What Great Minds Can Do: William Pindell
B.A., History/ M.A., History, Philosophy majors;
William "Bill" Pindell's ambitious academic journey at Seton Hall included majors in both History and Philosophy. He is participating in the five-year master's degree program, having graduated with a bachelor's in 2019 and next spring with a master's degree. He loves the streamlined nature of the program. Bill plans on continuing his education, pursuing a Ph.D. in History and teaching military history at the college level. He was part of the Honors Program and served as the treasurer of the History Club and a member of the Philosophy Club.
Could you describe your final project?
My topic relates to American misconceptions of Austria during the interwar period. I tried to bring more attention to Austria's importance in the events leading up to World War II. My method was to analyze which popular and official American views were and how they were selectively informed with regards to the looming specter of the Anschluss and Austria. I argued that Americans have not understood Austria without an understanding of Germany, and that it is an inadequate way to view, not simply Austria, but other nation-states as well. Austria was (and arguably, is) a vital player in the development of Eastern European affairs; it is not just "the other Germany." Austria is a unique case of sharing a language but slightly different values with Germany. It is a crossroads which has been viewed as a bulwark against Communism, a hot bed of intellectual radicalism and a complex nation-state still grappling with its national identity.
Could you describe your research process?
I did some archival research at College Park in Maryland, looking through State Department documents preserved on microfilm from the 1920s and 1930s. While consulting diplomatic records, I compared them to contemporary newspaper articles from that time period, seeing which topics Americans wanted to see or were being fed. The majority of the State Department documents I examined were diplomatic dispatches from the U.S. Ambassadors in Vienna. I found that a lot of the government's perceptions of Austria were related to fears of Austrian instability being caused by Nationalist, Socialist or Populist unrest.

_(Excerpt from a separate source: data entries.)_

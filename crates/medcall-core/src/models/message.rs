//! Inbound message pool models.
//!
//! Messages arrive through the messaging-webhook collaborator and sit in the
//! pool as `Temporary` until a complaint claims them. Claiming is
//! irreversible: a `Claimed` message belongs to exactly one feedback.

use serde::{Deserialize, Serialize};

#[derive(Debug, Clone, Copy, PartialEq, Eq, Serialize, Deserialize)]
pub enum MessageKind {
    Text,
    Voice,
}

impl MessageKind {
    pub fn as_str(&self) -> &'static str {
        match self {
            MessageKind::Text => "TEXT",
            MessageKind::Voice => "VOICE",
        }
    }

    pub fn parse(s: &str) -> Option<MessageKind> {
        match s {
            "TEXT" => Some(MessageKind::Text),
            "VOICE" => Some(MessageKind::Voice),
            _ => None,
        }
    }
}

#[derive(Debug, Clone, Copy, PartialEq, Eq, Serialize, Deserialize)]
pub enum MessageStatus {
    Temporary,
    Claimed,
}

impl MessageStatus {
    pub fn as_str(&self) -> &'static str {
        match self {
            MessageStatus::Temporary => "TEMPORARY",
            MessageStatus::Claimed => "CLAIMED",
        }
    }

    pub fn parse(s: &str) -> Option<MessageStatus> {
        match s {
            "TEMPORARY" => Some(MessageStatus::Temporary),
            "CLAIMED" => Some(MessageStatus::Claimed),
            _ => None,
        }
    }
}

/// One inbound message from the messaging channel.
#[derive(Debug, Clone, Serialize, Deserialize, PartialEq)]
pub struct Message {
    pub id: String,
    pub kind: MessageKind,
    /// Sender identifier as reported by the messaging collaborator.
    pub sender: String,
    /// Text body (text messages).
    pub body: Option<String>,
    /// Streamable media URL (voice messages).
    pub media_url: Option<String>,
    pub status: MessageStatus,
    pub feedback_id: Option<String>,
    pub created_at: String,
}

impl Message {
    /// A pooled text message awaiting a claim.
    pub fn text(sender: String, body: String) -> Self {
        Self {
            id: uuid::Uuid::new_v4().to_string(),
            kind: MessageKind::Text,
            sender,
            body: Some(body),
            media_url: None,
            status: MessageStatus::Temporary,
            feedback_id: None,
            created_at: chrono::Utc::now().to_rfc3339(),
        }
    }

    /// A pooled voice message awaiting a claim.
    pub fn voice(sender: String, media_url: String) -> Self {
        Self {
            id: uuid::Uuid::new_v4().to_string(),
            kind: MessageKind::Voice,
            sender,
            body: None,
            media_url: Some(media_url),
            status: MessageStatus::Temporary,
            feedback_id: None,
            created_at: chrono::Utc::now().to_rfc3339(),
        }
    }
}

#[cfg(test)]
mod tests {
    use super::*;

    #[test]
    fn test_text_message_defaults() {
        let msg = Message::text("+998901234567".into(), "Жалоба на очередь".into());
        assert_eq!(msg.kind, MessageKind::Text);
        assert_eq!(msg.status, MessageStatus::Temporary);
        assert!(msg.media_url.is_none());
        assert!(msg.feedback_id.is_none());
    }

    #[test]
    fn test_voice_message_defaults() {
        let msg = Message::voice("+998901234567".into(), "https://host/voice/1".into());
        assert_eq!(msg.kind, MessageKind::Voice);
        assert!(msg.body.is_none());
        assert_eq!(msg.media_url.as_deref(), Some("https://host/voice/1"));
    }
}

The archival research has been an amazing learning experience. I know it will be helpful as I move into my graduate thesis project to be more familiar with researching in archives. Now, it's a question of refining my argument with the valuable assistance of faculty members in the History Department.
What has been your favorite history course?
I am a student of the University Honors program and I’ve enjoyed how each and every course from the program weaves together a complex portrait of World History, Philosophy, Political Science, Sociology and cross-cultural dialogues. I would probably say the third of the four colloquiums of the Honors program was my favorite because it contained readings in 17th-, 18th- and 19th-century Europe.
What has been your favorite non-history course?
I'd say my favorite non-history course would be "Philosophy of Time" with Dr. Travis Timmerman. The course challenged my notions of how the conceptions we hold of time are biased as well as dissecting the many contradictions of theoretical time travel.